The world’s biggest auto market is set to resume growing after a three-year slide capped by the pandemic.

China’s new-vehicle sales will grow 4 percent to more than 26 million in 2021 as the world’s No. 2 economy continues to recover from disruptions caused by the coronavirus, the China Association of Automobile Manufacturers predicted last week.

China was the first country battered by the coronavirus and is expected to be the only major economy to have grown in 2020.

Car and light-truck deliveries are forecast to rise 7.5 percent to 21.7 million in 2021 while new commercial-vehicle demand will slip 10 percent to 4.6 million, said Xu Haidong, an official at the industry trade group. Sales of new electrified vehicles including plug-in hybrids and fuel cell vehicles will jump 40 percent to 1.8 million, he added.

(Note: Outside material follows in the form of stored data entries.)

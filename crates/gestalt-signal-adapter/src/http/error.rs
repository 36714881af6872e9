/*
[INPUT]:  Error sources (HTTP, API, serialization, auth, WebSocket, filesystem)
[OUTPUT]: Structured error types with retry and auth hints
[POS]:    Error handling layer - unified error types for entire crate
[UPDATE]: When adding new error sources or improving error messages
*/

use reqwest::StatusCode;
use thiserror::Error;

/// Main error type for the Gestalt adapter
#[derive(Error, Debug)]
pub enum GestaltError {
    /// HTTP request failed
    #[error("HTTP request failed: {0}")]
    Http(#[from] reqwest::Error),

    /// API returned an error response
    #[error("API error (code {code}): {message}")]
    Api { code: u16, message: String },

    /// Challenge or signature verification was rejected
    #[error("Authentication failed: {message}")]
    Authentication { message: String },

    /// Signature was valid but the wallet is not on the access list
    #[error("Address {address} is not whitelisted")]
    NotWhitelisted { address: String },

    /// Serialization/deserialization failed
    #[error("Serialization error: {0}")]
    Serialization(#[from] serde_json::Error),

    /// URL parsing failed
    #[error("Invalid URL: {0}")]
    UrlParse(#[from] url::ParseError),

    /// WebSocket error
    #[error("WebSocket error: {0}")]
    WebSocket(String),

    /// Invalid response from server
    #[error("Invalid response: {0}")]
    InvalidResponse(String),

    /// Configuration error
    #[error("Configuration error: {0}")]
    Config(String),

    /// Session file could not be read or written
    #[error("I/O error: {0}")]
    Io(#[from] std::io::Error),

    /// Connection timeout
    #[error("Connection timeout after {duration}s")]
    Timeout { duration: u64 },
}

impl GestaltError {
    /// Check if the error is retryable
    pub fn is_retryable(&self) -> bool {
        matches!(
            self,
            GestaltError::Http(_)
                | GestaltError::Timeout { .. }
                | GestaltError::WebSocket(_)
                | GestaltError::InvalidResponse(_)
        ) || matches!(self, GestaltError::Api { code, .. } if *code >= 500)
    }

    /// Check if error indicates authentication failure
    pub fn is_auth_error(&self) -> bool {
        matches!(
            self,
            GestaltError::Authentication { .. } | GestaltError::NotWhitelisted { .. }
        )
    }

    /// Create an API error from status code and message
    pub fn api_error(status: StatusCode, message: impl Into<String>) -> Self {
        GestaltError::Api {
            code: status.as_u16(),
            message: message.into(),
        }
    }
}

/// Result type alias for Gestalt operations
pub type Result<T> = std::result::Result<T, GestaltError>;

New-vehicle demand in China grew for the ninth consecutive month in December, rising 6.4 percent to 2.83 million, as consumers and government spending rebounded in the wake of the coronavirus outbreak. Still, 2020 sales fell for the third straight year, dipping 1.9 percent to 25.3 million.

Deliveries of light vehicles — sedans, crossovers, SUVs, multipurpose vehicles and minibuses — shrank 6 percent to 20.18 million.

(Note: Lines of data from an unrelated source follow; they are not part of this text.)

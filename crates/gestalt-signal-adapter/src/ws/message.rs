/*
[INPUT]:  Raw WebSocket text frames from the signal engine
[OUTPUT]: Parsed ServerMessage values and serialized ClientMessage frames
[POS]:    WebSocket layer - message parsing and validation
[UPDATE]: When adding new message types or changing format
*/

use std::sync::atomic::{AtomicUsize, Ordering};

use serde::{Deserialize, Serialize};
use tracing::{debug, info};

use crate::types::{MarketSnapshot, SignalRecord};

/// Close code sent when the client tears a connection down on purpose
pub const CLIENT_CLEANUP_CODE: u16 = 1000;
/// Close reason paired with [`CLIENT_CLEANUP_CODE`]; any other pair counts as a lost connection
pub const CLIENT_CLEANUP_REASON: &str = "Client cleanup";

const OTHER_LOG_LIMIT: usize = 3;
const PARSE_FAIL_LOG_LIMIT: usize = 3;
const RAW_LOG_MAX_BYTES: usize = 1024;

static OTHER_LOG_COUNT: AtomicUsize = AtomicUsize::new(0);
static PARSE_FAIL_LOG_COUNT: AtomicUsize = AtomicUsize::new(0);

/// Frames pushed by the engine
#[derive(Debug, Clone, PartialEq, Deserialize, Serialize)]
#[serde(tag = "type")]
pub enum ServerMessage {
    #[serde(rename = "connection")]
    Connection {
        #[serde(default)]
        status: Option<String>,
        #[serde(default)]
        timestamp: Option<String>,
        #[serde(default)]
        message: Option<String>,
    },
    #[serde(rename = "market_data")]
    MarketData {
        #[serde(default)]
        timestamp: Option<String>,
        data: MarketSnapshot,
        #[serde(default)]
        signal_history: Option<Vec<SignalRecord>>,
    },
    #[serde(rename = "signal_history")]
    SignalHistory {
        #[serde(default)]
        timestamp: Option<String>,
        data: Vec<SignalRecord>,
    },
    #[serde(rename = "pong")]
    Pong {
        #[serde(default)]
        timestamp: Option<String>,
    },
    #[serde(other)]
    Other,
}

impl ServerMessage {
    /// Parse one text frame.
    ///
    /// Unknown `type` values parse to [`ServerMessage::Other`]; malformed JSON or a
    /// known type with a malformed body is an error the caller should drop.
    pub fn parse(text: &str) -> Result<Self, serde_json::Error> {
        match serde_json::from_str::<ServerMessage>(text) {
            Ok(parsed) => {
                if matches!(parsed, ServerMessage::Other) {
                    log_other_message_once(text);
                }
                Ok(parsed)
            }
            Err(err) => {
                log_parse_fail_once(&err, text);
                Err(err)
            }
        }
    }

    pub fn kind(&self) -> &'static str {
        match self {
            ServerMessage::Connection { .. } => "connection",
            ServerMessage::MarketData { .. } => "market_data",
            ServerMessage::SignalHistory { .. } => "signal_history",
            ServerMessage::Pong { .. } => "pong",
            ServerMessage::Other => "other",
        }
    }
}

/// Frames sent by the client
#[derive(Debug, Clone, Copy, PartialEq, Eq, Deserialize, Serialize)]
#[serde(tag = "type", rename_all = "lowercase")]
pub enum ClientMessage {
    Ping,
}

impl ClientMessage {
    pub fn to_json(&self) -> String {
        match self {
            ClientMessage::Ping => r#"{"type":"ping"}"#.to_string(),
        }
    }
}

/// Close code and reason observed when a connection ends
#[derive(Debug, Clone, PartialEq, Eq, Default)]
pub struct CloseInfo {
    pub code: Option<u16>,
    pub reason: String,
}

impl CloseInfo {
    pub fn new(code: u16, reason: impl Into<String>) -> Self {
        Self {
            code: Some(code),
            reason: reason.into(),
        }
    }

    /// The close was requested by this client (code 1000 + "Client cleanup").
    pub fn is_client_cleanup(&self) -> bool {
        self.code == Some(CLIENT_CLEANUP_CODE) && self.reason == CLIENT_CLEANUP_REASON
    }
}

fn log_other_message_once(raw: &str) {
    let count = OTHER_LOG_COUNT.fetch_add(1, Ordering::Relaxed);
    if count < OTHER_LOG_LIMIT {
        info!(
            sample_index = count + 1,
            sample_limit = OTHER_LOG_LIMIT,
            bytes = raw.len(),
            "ws message type unrecognized"
        );
        let preview = truncate_for_log(raw, RAW_LOG_MAX_BYTES);
        debug!(
            sample_index = count + 1,
            sample_limit = OTHER_LOG_LIMIT,
            message = %preview,
            "ws message type unrecognized"
        );
    }
}

fn log_parse_fail_once(err: &serde_json::Error, raw: &str) {
    let count = PARSE_FAIL_LOG_COUNT.fetch_add(1, Ordering::Relaxed);
    if count < PARSE_FAIL_LOG_LIMIT {
        info!(
            sample_index = count + 1,
            sample_limit = PARSE_FAIL_LOG_LIMIT,
            error = %err,
            bytes = raw.len(),
            "ws message parse failed"
        );
        let preview = truncate_for_log(raw, RAW_LOG_MAX_BYTES);
        debug!(
            sample_index = count + 1,
            sample_limit = PARSE_FAIL_LOG_LIMIT,
            error = %err,
            message = %preview,
            "ws message parse failed"
        );
    } else {
        debug!(error = %err, bytes = raw.len(), "ws message parse failed");
    }
}

pub(crate) fn truncate_for_log(value: &str, max_len: usize) -> String {
    if value.len() <= max_len {
        return value.to_string();
    }
    let mut end = max_len;
    while !value.is_char_boundary(end) {
        end -= 1;
    }
    let mut out = String::with_capacity(end + 3);
    out.push_str(&value[..end]);
    out.push_str("...");
    out
}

Behind a rebound that began in July, sales of new electrified vehicles, spurred by new entries from Tesla, Nio, Xpeng and others, totaled 1.37 million in 2020, an increase of 11 percent from 2019.

Deliveries of full-electric vehicles advanced 12 percent to 1.12 million while plug-in hybrid deliveries rose 8.4 percent to some 251,000.

Volkswagen Group remained by far the largest foreign automaker in China last year, even as sales fell 9.1 percent to 3.85 million, with declines at the VW and Skoda brands eclipsing gains at Audi and Porsche. It was the first sales decline the German auto giant recorded in China since 2016.

Deliveries at General Motors, China’s No. 2 foreign automaker, dropped 6.1 percent to 2.9 million last year. Buick sales rose 4.1 percent to exceed 885,000 and Cadillac deliveries rose 7.9 percent to top 230,000. Deliveries at Wuling, a major minibus maker, grew 8.8 percent to nearly 1.1 million.

By contrast, sales slumped 30 percent to 291,000 at Chevrolet and 34 percent to 402,000 at Baojun, a market-entry car brand.

SAIC Motor Corp., which has partnerships with VW Group and GM, saw sales drop 10 percent in 2020 to 5.6 million.

SAIC, China’s biggest automaker, aims to boost sales 14 percent to 6.4 million this year, the most in more than a decade, behind a push into key EV segments. The company is targeting a 140 percent increase in new-energy-vehicle deliveries, to 768,000, Bloomberg reported, citing a person familiar with the matter.